出典: 内田彩のアルバム売上ランキング | ORICON STYLE

*4:2015年7月22日に発売された2ndアルバム。全11曲収録。2015年5月の1stライブにおいて表題曲『Blooming!』と『ハルカカナタ』が先駆けて披露された。また、今作においてはシリアスロック / エレクトロポップ枠での楽曲コンペが開催され、数多くの楽曲のなかからそれぞれ『Like a Bird』 / 『with you』が収録されることとなった。

*5:EDMこと「エモーショナル・ドチャクソ・ミュージック」制作の第一人者。2016年秋クールにおいてはアニメ「ViVid Strike!」のオープニングテーマ『Future Strike』を制作し、俊龍 feat. Yui Oguraとして各地で数々の「優勝」を生み出している。内田彩さんの楽曲では1stアルバムの「Breezin’」を担当。

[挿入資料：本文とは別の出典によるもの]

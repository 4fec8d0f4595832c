//! Forensics backend client
//!
//! Evidence upload and tool invocation (`fls`, `pslist`) against the forge
//! runner HTTP API.

pub mod client;
pub mod encoding;
pub mod error;
pub mod result;

pub use client::{ForensicTool, ToolClient, DEFAULT_TIMEOUT};
pub use error::ToolError;
pub use result::{BackendHealth, EvidenceFile, JobDescriptor, ToolInvocationResult};
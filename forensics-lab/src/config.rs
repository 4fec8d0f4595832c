//! Lab configuration
//!
//! Resolved from, in increasing precedence:
//! 1. built-in defaults
//! 2. a JSON file at `$XDG_CONFIG_HOME/forensics-lab/config.json` (or platform
//!    equivalent), overridable via `FORENSICS_LAB_CONFIG`
//! 3. environment variables (`FORENSICS_API`, `FORGE_API_KEY`,
//!    `FORENSICS_LAB_TIMEOUT_SECS`, `FORENSICS_LAB_DATA_DIR`)
//! 4. command-line flags (applied by the binary)
//!
//! Example file:
//! {
//!   "api_host": "http://forge.lab.local:5000",
//!   "api_key": "s3cret",
//!   "timeout_secs": 60
//! }

use anyhow::{anyhow, Context, Result};
use serde::{Deserialize, Serialize};
use std::env;
use std::fs;
use std::path::{Path, PathBuf};
use std::time::Duration;

use crate::tools::{ToolClient, DEFAULT_TIMEOUT};

pub const DEFAULT_API_HOST: &str = "http://localhost:5000";

const CONFIG_PATH_ENV: &str = "FORENSICS_LAB_CONFIG";
const API_HOST_ENV: &str = "FORENSICS_API";
const API_KEY_ENV: &str = "FORGE_API_KEY";
const TIMEOUT_ENV: &str = "FORENSICS_LAB_TIMEOUT_SECS";
const DATA_DIR_ENV: &str = "FORENSICS_LAB_DATA_DIR";

/// Config file contents; every field optional.
#[derive(Debug, Clone, Default, PartialEq, Serialize, Deserialize)]
pub struct ConfigFile {
    #[serde(default)]
    pub api_host: Option<String>,
    #[serde(default)]
    pub api_key: Option<String>,
    #[serde(default)]
    pub timeout_secs: Option<u64>,
    #[serde(default)]
    pub data_dir: Option<PathBuf>,
}

impl std::str::FromStr for ConfigFile {
    type Err = anyhow::Error;

    fn from_str(content: &str) -> Result<Self, Self::Err> {
        serde_json::from_str(content).context("Failed to parse lab config JSON")
    }
}

/// Effective configuration
#[derive(Clone, PartialEq)]
pub struct LabConfig {
    /// Forensics backend base URL
    pub api_host: String,
    /// Backend API key; required for uploads and tool runs
    pub api_key: Option<String>,
    /// Per-request timeout
    pub timeout: Duration,
    /// Where jobs, the session and the activity log are kept
    pub data_dir: PathBuf,
}

impl std::fmt::Debug for LabConfig {
    fn fmt(&self, f: &mut std::fmt::Formatter<'_>) -> std::fmt::Result {
        f.debug_struct("LabConfig")
            .field("api_host", &self.api_host)
            .field("api_key", &self.api_key.as_ref().map(|_| "<redacted>"))
            .field("timeout", &self.timeout)
            .field("data_dir", &self.data_dir)
            .finish()
    }
}

impl Default for LabConfig {
    fn default() -> Self {
        Self {
            api_host: DEFAULT_API_HOST.to_string(),
            api_key: None,
            timeout: DEFAULT_TIMEOUT,
            data_dir: default_data_dir(),
        }
    }
}

impl LabConfig {
    /// Defaults, then the config file (if present), then the environment.
    pub fn load() -> Result<Self> {
        let mut config = Self::default();
        if let Some(file) = load_config_file()? {
            config.apply_file(file);
        }
        config.apply_env(|name| env::var(name).ok())?;
        Ok(config)
    }

    pub fn apply_file(&mut self, file: ConfigFile) {
        if let Some(host) = non_empty(file.api_host) {
            self.api_host = host;
        }
        if let Some(key) = non_empty(file.api_key) {
            self.api_key = Some(key);
        }
        if let Some(secs) = file.timeout_secs {
            self.timeout = Duration::from_secs(secs.max(1));
        }
        if let Some(dir) = file.data_dir {
            self.data_dir = dir;
        }
    }

    /// Apply environment overrides read through `lookup`.
    pub fn apply_env<F>(&mut self, lookup: F) -> Result<()>
    where
        F: Fn(&str) -> Option<String>,
    {
        if let Some(host) = non_empty(lookup(API_HOST_ENV)) {
            self.api_host = host;
        }
        if let Some(key) = non_empty(lookup(API_KEY_ENV)) {
            self.api_key = Some(key);
        }
        if let Some(raw) = non_empty(lookup(TIMEOUT_ENV)) {
            let secs: u64 = raw
                .parse()
                .with_context(|| format!("{} must be a number of seconds, got {:?}", TIMEOUT_ENV, raw))?;
            self.timeout = Duration::from_secs(secs.max(1));
        }
        if let Some(dir) = non_empty(lookup(DATA_DIR_ENV)) {
            self.data_dir = PathBuf::from(dir);
        }
        Ok(())
    }

    /// Build a backend client. Fails if no API key is configured.
    pub fn tool_client(&self) -> Result<ToolClient> {
        let key = self.api_key.as_deref().ok_or_else(|| {
            anyhow!(
                "No API key configured; set {} or api_key in {}",
                API_KEY_ENV,
                config_file_path()
                    .map(|p| p.display().to_string())
                    .unwrap_or_else(|| "the config file".to_string())
            )
        })?;
        Ok(ToolClient::new(&self.api_host, key, self.timeout))
    }

    pub fn activity_log_path(&self) -> PathBuf {
        self.data_dir.join("logs").join("activity.log")
    }
}

fn non_empty(value: Option<String>) -> Option<String> {
    value
        .map(|v| v.trim().to_string())
        .filter(|v| !v.is_empty())
}

fn default_data_dir() -> PathBuf {
    dirs::data_dir()
        .map(|dir| dir.join("forensics-lab"))
        .unwrap_or_else(|| PathBuf::from(".forensics-lab"))
}

/// Location of the config file, if one can be determined
pub fn config_file_path() -> Option<PathBuf> {
    if let Some(path) = non_empty(env::var(CONFIG_PATH_ENV).ok()) {
        return Some(PathBuf::from(path));
    }
    dirs::config_dir().map(|dir| dir.join("forensics-lab").join("config.json"))
}

pub fn load_config_file_from_path(path: impl AsRef<Path>) -> Result<ConfigFile> {
    let content =
        fs::read_to_string(&path).with_context(|| format!("Failed to read {:?}", path.as_ref()))?;
    content.parse::<ConfigFile>()
}

/// Load the config file from its default location, if it exists.
pub fn load_config_file() -> Result<Option<ConfigFile>> {
    let path = match config_file_path() {
        Some(path) => path,
        None => return Ok(None),
    };
    if !path.exists() {
        return Ok(None);
    }
    load_config_file_from_path(&path).map(Some)
}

*6:Google ChromeのCMにおいて初音ミクの『Tell Your World』で一世を風靡。最近はTokyo 7th Sistersの楽曲提供などをしている。ラブライブ!内田彩さんと共演された三森すずこさんの2ndアルバムにおいて『Wonderland Love』という楽曲も担当されている。最近履いているスニーカーのブランドは「Y-3」とのこと。リンク先での7月22日投稿の写真は内田彩さんが2015年7月の2ndアルバム発売に際して出演したラジオ番組「j-wave SPARK」においてのlivetune a.k.a.kz氏との一枚。SPARK : J-WAVE 81.3 FM RADIO

*7:作詞家(らしい) 。というのも、あまりにもネット上で集められる情報が少ないためである。代表作として三森すずこさんの『大切なキミ』などが挙げられる。 

*8:内田彩さんの楽曲において主にエレクトロポップ部門を担当するダンスナンバー製造機。その一方で『Bitter Kiss』収録の『絶望アンバランス』も作っていたりする。代表作にはプリパラの『オムオムライス』や『トンでもSUMMER ADVENTURE』などが挙げられる。自身のTwitterの更新は稀。 

*9:「エレクトロポップ」の略称。ジャンルは多少異なるが、内田彩さんは中田ヤスタカの楽曲より影響を受けたようである。

*10:作曲という観点に比重が置かれているからか、基本的には「hisakuniのエレポップの方がよく耳にします。」

*11:ちなみにこの箇所以外にも、「sweet melody」「ドキドキしてるね」「夢の扉あけ 君とひとつになる」などのフレーズも『Floating Heart』の世界観とマッチする描写だと考えられます。

*12:オールスタンディング。ライブ会場に椅子が置かれない形式。演者に近いフロント付近はファンの汗と肉で蒸し風呂状態となる。

*13:キング・オブ・ラブライブ!の称号を持つ専属音楽大学が生み出した作曲モンスター。ジャズ調の楽曲制作を得意としており、代表作に『Angelic Angel』が挙げられる。その他にも『LONELIEST BABY』『Schangri-La Shower』『Beat in Angel』といったμ’sの楽曲におけるブチアゲパーティチューンの制作を担当した。最近では「マクロスデルタ」よりワルキューレ楽曲のストリングスを担当していたりする。

*14:1stアルバム9曲目の楽曲。ドラムンベース調のエレクトロニカ楽曲であり、「内田彩の好きなもの」を幽玄な形に昇華し歌われている。低音が耳に心地よく、思わずウーファーに耳を貼り付けてしまいたくなるほどである。作曲者は内田彩さんも出演する「劇場版 ストライクウィッチーズ」でも主題歌を担当した坂部剛であり、2ndアルバム収録の『Daydream』も彼の作品で、同様にエレクトロニカ楽曲である。8月の日本武道館公演では初めてバンドセッションといった形で披露され、あまりの世界観の壮大さに多幸感を抑えられず、幸福のあまり思わず「絶命」しそうになるファンが多く見られた。